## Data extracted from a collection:
- - - - -

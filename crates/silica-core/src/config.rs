//! Runtime configuration.
//!
//! One struct, defaults matching the external OpenROAD flow, every knob
//! overridable through `SILICA_*` environment variables.

use std::path::PathBuf;
use std::time::Duration;

use serde::{Deserialize, Serialize};

/// Default per-turn iteration cap for the agent loop.
pub const DEFAULT_MAX_ITERATIONS: usize = 40;
/// Default wall-clock budget for a single turn.
pub const DEFAULT_TURN_BUDGET: Duration = Duration::from_secs(600);
/// Default hard timeout for tool subprocesses.
pub const DEFAULT_SUBPROCESS_TIMEOUT: Duration = Duration::from_secs(120);
/// Default hard timeout for a synthesis job.
pub const DEFAULT_SYNTHESIS_TIMEOUT: Duration = Duration::from_secs(1800);
/// A running job with no progress for this long is reported as stuck.
pub const DEFAULT_STUCK_THRESHOLD: Duration = Duration::from_secs(300);

/// Tool filter applied to new sessions.
#[derive(Debug, Clone, PartialEq, Eq, Serialize, Deserialize, Default)]
#[serde(rename_all = "lowercase")]
pub enum DefaultFilter {
    #[default]
    All,
    Essential,
}

#[derive(Debug, Clone, Serialize, Deserialize)]
pub struct CoreConfig {
    /// Root directory holding the SQLite database and `workspace/`.
    pub data_root: PathBuf,
    /// Model identifier passed to the provider.
    pub model: String,
    /// Provider endpoint base URL.
    pub llm_base_url: String,
    /// Provider credential. Opaque to the core.
    pub llm_api_key: String,
    pub max_iterations: usize,
    #[serde(with = "duration_secs")]
    pub turn_budget: Duration,
    #[serde(with = "duration_secs")]
    pub subprocess_timeout: Duration,
    #[serde(with = "duration_secs")]
    pub synthesis_timeout: Duration,
    #[serde(with = "duration_secs")]
    pub stuck_threshold: Duration,
    /// Container image running the synthesis flow.
    pub synthesis_image: String,
    /// Command executed inside the container.
    pub synthesis_command: String,
    /// Ordered stage names matched against synthesis stdout for progress
    /// detection. Configuration, not a constant: log conventions drift
    /// between flow releases.
    pub stage_names: Vec<String>,
    pub default_filter: DefaultFilter,
}

impl Default for CoreConfig {
    fn default() -> Self {
        Self {
            data_root: dirs::home_dir()
                .unwrap_or_else(|| PathBuf::from("."))
                .join(".silica"),
            model: "claude-sonnet-4-20250514".to_string(),
            llm_base_url: "https://api.anthropic.com".to_string(),
            llm_api_key: String::new(),
            max_iterations: DEFAULT_MAX_ITERATIONS,
            turn_budget: DEFAULT_TURN_BUDGET,
            subprocess_timeout: DEFAULT_SUBPROCESS_TIMEOUT,
            synthesis_timeout: DEFAULT_SYNTHESIS_TIMEOUT,
            stuck_threshold: DEFAULT_STUCK_THRESHOLD,
            synthesis_image: "openroad/orfs:latest".to_string(),
            synthesis_command: "make -B DESIGN_CONFIG=/workspace/config.mk".to_string(),
            stage_names: vec![
                "synth".to_string(),
                "floorplan".to_string(),
                "place".to_string(),
                "cts".to_string(),
                "route".to_string(),
                "final".to_string(),
            ],
            default_filter: DefaultFilter::All,
        }
    }
}

impl CoreConfig {
    /// Build a config from defaults plus `SILICA_*` environment overrides.
    pub fn from_env() -> Self {
        let mut cfg = Self::default();

        if let Ok(root) = std::env::var("SILICA_DATA_ROOT") {
            cfg.data_root = PathBuf::from(root);
        }
        if let Ok(model) = std::env::var("SILICA_MODEL") {
            cfg.model = model;
        }
        if let Ok(url) = std::env::var("SILICA_LLM_BASE_URL") {
            cfg.llm_base_url = url;
        }
        if let Ok(key) = std::env::var("SILICA_LLM_API_KEY")
            .or_else(|_| std::env::var("ANTHROPIC_API_KEY"))
        {
            cfg.llm_api_key = key;
        }
        if let Some(n) = env_usize("SILICA_MAX_ITERATIONS") {
            cfg.max_iterations = n;
        }
        if let Some(secs) = env_usize("SILICA_TURN_BUDGET_SECS") {
            cfg.turn_budget = Duration::from_secs(secs as u64);
        }
        if let Some(secs) = env_usize("SILICA_SUBPROCESS_TIMEOUT_SECS") {
            cfg.subprocess_timeout = Duration::from_secs(secs as u64);
        }
        if let Some(secs) = env_usize("SILICA_SYNTHESIS_TIMEOUT_SECS") {
            cfg.synthesis_timeout = Duration::from_secs(secs as u64);
        }
        if let Some(secs) = env_usize("SILICA_STUCK_THRESHOLD_SECS") {
            cfg.stuck_threshold = Duration::from_secs(secs as u64);
        }
        if let Ok(image) = std::env::var("SILICA_SYNTHESIS_IMAGE") {
            cfg.synthesis_image = image;
        }
        if let Ok(stages) = std::env::var("SILICA_STAGE_NAMES") {
            let names: Vec<String> = stages
                .split(',')
                .map(|s| s.trim().to_string())
                .filter(|s| !s.is_empty())
                .collect();
            if !names.is_empty() {
                cfg.stage_names = names;
            }
        }
        if let Ok(filter) = std::env::var("SILICA_DEFAULT_FILTER") {
            if filter.eq_ignore_ascii_case("essential") {
                cfg.default_filter = DefaultFilter::Essential;
            }
        }

        cfg
    }

    /// SQLite database file under the data root.
    pub fn db_path(&self) -> PathBuf {
        self.data_root.join("silica.db")
    }

    /// Parent directory of all session workspaces.
    pub fn workspace_root(&self) -> PathBuf {
        self.data_root.join("workspace")
    }
}

fn env_usize(key: &str) -> Option<usize> {
    std::env::var(key).ok().and_then(|v| v.parse().ok())
}

mod duration_secs {
    use super::*;
    use serde::{Deserializer, Serializer};

    pub fn serialize<S: Serializer>(d: &Duration, s: S) -> std::result::Result<S::Ok, S::Error> {
        s.serialize_u64(d.as_secs())
    }

    pub fn deserialize<'de, D: Deserializer<'de>>(
        d: D,
    ) -> std::result::Result<Duration, D::Error> {
        let secs = u64::deserialize(d)?;
        Ok(Duration::from_secs(secs))
    }
}

#[cfg(test)]
mod tests {
    use super::*;

    #[test]
    fn default_paths_derive_from_data_root() {
        let mut cfg = CoreConfig::default();
        cfg.data_root = PathBuf::from("/data/silica");
        assert_eq!(cfg.db_path(), PathBuf::from("/data/silica/silica.db"));
        assert_eq!(
            cfg.workspace_root(),
            PathBuf::from("/data/silica/workspace")
        );
    }

    #[test]
    fn default_stage_order_is_flow_order() {
        let cfg = CoreConfig::default();
        assert_eq!(cfg.stage_names.first().map(String::as_str), Some("synth"));
        assert_eq!(cfg.stage_names.last().map(String::as_str), Some("final"));
    }
}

- - - - -

## Exercise requirements:
Search the records for the word "environment", then list every line that has it.

## Exercise response:
//! overridable through `SILICA_*` environment variables.
    /// Build a config from defaults plus `SILICA_*` environment overrides.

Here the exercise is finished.